**Source information**:
::::

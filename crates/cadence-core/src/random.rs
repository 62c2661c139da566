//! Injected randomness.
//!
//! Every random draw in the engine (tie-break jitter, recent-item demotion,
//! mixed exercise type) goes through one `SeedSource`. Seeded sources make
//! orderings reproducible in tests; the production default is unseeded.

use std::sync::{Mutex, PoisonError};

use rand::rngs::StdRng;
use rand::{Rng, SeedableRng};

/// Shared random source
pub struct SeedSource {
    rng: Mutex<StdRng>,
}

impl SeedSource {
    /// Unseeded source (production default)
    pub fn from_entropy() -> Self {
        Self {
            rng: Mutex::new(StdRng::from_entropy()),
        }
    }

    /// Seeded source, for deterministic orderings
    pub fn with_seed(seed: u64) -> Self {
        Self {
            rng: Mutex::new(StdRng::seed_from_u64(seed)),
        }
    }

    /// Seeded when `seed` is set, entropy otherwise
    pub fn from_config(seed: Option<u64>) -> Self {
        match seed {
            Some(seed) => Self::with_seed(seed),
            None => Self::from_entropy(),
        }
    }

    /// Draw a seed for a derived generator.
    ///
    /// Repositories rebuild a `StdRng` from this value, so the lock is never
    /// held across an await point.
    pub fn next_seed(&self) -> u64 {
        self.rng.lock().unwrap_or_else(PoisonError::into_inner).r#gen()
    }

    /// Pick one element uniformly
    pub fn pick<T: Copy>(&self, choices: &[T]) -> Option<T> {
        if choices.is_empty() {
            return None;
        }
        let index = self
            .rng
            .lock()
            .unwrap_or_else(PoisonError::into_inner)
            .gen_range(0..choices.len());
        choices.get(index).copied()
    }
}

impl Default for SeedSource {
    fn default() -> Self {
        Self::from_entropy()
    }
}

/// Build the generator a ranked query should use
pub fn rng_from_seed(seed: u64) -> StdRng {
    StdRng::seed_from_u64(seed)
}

::::

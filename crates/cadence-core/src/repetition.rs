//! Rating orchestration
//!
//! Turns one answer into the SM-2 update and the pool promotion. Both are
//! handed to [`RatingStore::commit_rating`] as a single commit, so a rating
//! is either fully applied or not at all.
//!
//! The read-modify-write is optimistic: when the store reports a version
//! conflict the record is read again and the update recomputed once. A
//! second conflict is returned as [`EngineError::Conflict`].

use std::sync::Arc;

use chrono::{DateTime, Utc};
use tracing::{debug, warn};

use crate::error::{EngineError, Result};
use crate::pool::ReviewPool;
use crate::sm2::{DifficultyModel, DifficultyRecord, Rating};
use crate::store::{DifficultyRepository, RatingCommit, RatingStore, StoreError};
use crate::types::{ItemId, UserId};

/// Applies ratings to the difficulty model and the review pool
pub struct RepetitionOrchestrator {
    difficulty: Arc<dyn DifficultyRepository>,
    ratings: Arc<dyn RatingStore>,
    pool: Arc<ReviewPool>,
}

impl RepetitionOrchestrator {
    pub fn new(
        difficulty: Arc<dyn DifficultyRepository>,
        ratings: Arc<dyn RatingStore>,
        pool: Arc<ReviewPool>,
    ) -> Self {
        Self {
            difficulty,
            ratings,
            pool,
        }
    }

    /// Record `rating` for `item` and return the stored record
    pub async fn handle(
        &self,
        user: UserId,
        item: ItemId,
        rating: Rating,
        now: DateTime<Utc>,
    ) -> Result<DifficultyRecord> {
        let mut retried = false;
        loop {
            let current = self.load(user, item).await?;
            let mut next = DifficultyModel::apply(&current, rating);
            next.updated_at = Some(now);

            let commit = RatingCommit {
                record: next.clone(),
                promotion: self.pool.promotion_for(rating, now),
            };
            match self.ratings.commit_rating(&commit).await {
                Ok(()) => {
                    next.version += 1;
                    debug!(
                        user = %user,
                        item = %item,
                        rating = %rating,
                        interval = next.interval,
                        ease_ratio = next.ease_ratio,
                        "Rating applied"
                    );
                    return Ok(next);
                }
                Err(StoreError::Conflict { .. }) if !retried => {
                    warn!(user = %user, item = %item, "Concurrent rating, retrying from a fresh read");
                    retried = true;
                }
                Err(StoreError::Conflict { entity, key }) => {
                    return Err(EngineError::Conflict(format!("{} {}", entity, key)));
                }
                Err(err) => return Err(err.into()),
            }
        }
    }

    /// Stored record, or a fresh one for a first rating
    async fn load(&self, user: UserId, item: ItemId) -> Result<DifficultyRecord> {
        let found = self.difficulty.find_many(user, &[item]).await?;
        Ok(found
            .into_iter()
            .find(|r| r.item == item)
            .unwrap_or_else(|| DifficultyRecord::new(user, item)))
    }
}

::::

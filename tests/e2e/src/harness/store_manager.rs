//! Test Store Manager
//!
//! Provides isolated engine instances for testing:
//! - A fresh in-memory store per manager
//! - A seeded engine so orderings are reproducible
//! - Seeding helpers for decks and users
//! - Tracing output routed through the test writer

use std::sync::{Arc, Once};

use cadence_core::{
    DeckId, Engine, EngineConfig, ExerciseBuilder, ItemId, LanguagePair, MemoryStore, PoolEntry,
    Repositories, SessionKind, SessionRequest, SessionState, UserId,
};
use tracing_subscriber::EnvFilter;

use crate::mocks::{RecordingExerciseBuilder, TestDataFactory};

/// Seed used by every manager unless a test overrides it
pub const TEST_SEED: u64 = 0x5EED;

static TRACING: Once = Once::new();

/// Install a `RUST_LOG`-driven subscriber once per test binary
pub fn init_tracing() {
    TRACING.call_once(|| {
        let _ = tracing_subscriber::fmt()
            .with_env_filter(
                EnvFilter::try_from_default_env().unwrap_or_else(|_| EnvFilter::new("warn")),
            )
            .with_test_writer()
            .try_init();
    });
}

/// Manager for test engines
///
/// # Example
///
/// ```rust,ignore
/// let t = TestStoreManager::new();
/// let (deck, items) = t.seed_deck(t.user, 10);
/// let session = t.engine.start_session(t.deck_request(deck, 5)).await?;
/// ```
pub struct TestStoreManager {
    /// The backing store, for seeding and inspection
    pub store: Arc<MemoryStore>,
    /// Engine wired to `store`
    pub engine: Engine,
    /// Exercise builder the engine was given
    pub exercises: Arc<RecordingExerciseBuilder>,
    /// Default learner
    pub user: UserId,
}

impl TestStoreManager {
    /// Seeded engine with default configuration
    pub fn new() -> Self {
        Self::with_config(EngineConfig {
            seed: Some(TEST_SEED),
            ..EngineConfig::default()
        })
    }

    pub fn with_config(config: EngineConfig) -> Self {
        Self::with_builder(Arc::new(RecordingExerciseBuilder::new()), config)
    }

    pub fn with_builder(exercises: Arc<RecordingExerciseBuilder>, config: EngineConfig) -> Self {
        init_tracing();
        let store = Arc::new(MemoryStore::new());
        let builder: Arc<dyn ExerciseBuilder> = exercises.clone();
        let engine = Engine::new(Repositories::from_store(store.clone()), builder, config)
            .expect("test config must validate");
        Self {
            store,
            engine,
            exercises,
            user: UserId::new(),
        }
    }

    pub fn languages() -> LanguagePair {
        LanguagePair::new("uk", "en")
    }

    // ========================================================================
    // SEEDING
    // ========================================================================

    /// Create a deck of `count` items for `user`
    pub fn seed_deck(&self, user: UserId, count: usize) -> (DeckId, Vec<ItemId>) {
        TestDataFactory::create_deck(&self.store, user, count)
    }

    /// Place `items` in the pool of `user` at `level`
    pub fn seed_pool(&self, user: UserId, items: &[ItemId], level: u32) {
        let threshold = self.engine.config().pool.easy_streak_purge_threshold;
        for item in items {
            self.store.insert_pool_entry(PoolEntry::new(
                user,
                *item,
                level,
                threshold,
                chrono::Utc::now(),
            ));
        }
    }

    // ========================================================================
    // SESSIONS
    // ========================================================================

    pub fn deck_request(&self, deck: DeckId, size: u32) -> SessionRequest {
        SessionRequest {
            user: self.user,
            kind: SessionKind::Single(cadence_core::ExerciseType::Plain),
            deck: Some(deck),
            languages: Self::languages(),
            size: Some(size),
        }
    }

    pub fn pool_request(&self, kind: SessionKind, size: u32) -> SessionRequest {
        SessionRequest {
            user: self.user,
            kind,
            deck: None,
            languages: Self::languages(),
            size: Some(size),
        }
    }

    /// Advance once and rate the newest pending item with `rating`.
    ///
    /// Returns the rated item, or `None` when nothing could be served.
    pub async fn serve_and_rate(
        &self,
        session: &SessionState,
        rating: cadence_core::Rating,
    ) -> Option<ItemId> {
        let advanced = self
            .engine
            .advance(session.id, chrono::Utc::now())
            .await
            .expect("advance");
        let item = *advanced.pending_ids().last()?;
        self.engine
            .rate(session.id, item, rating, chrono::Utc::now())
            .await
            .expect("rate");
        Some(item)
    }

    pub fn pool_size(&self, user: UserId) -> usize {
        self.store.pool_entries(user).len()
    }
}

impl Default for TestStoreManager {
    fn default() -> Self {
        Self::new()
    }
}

::::

From the records above, copy each line where the word "impl" can be found.

impl SeedSource {
impl Default for SeedSource {
impl RepetitionOrchestrator {
impl TestStoreManager {
impl Default for TestStoreManager {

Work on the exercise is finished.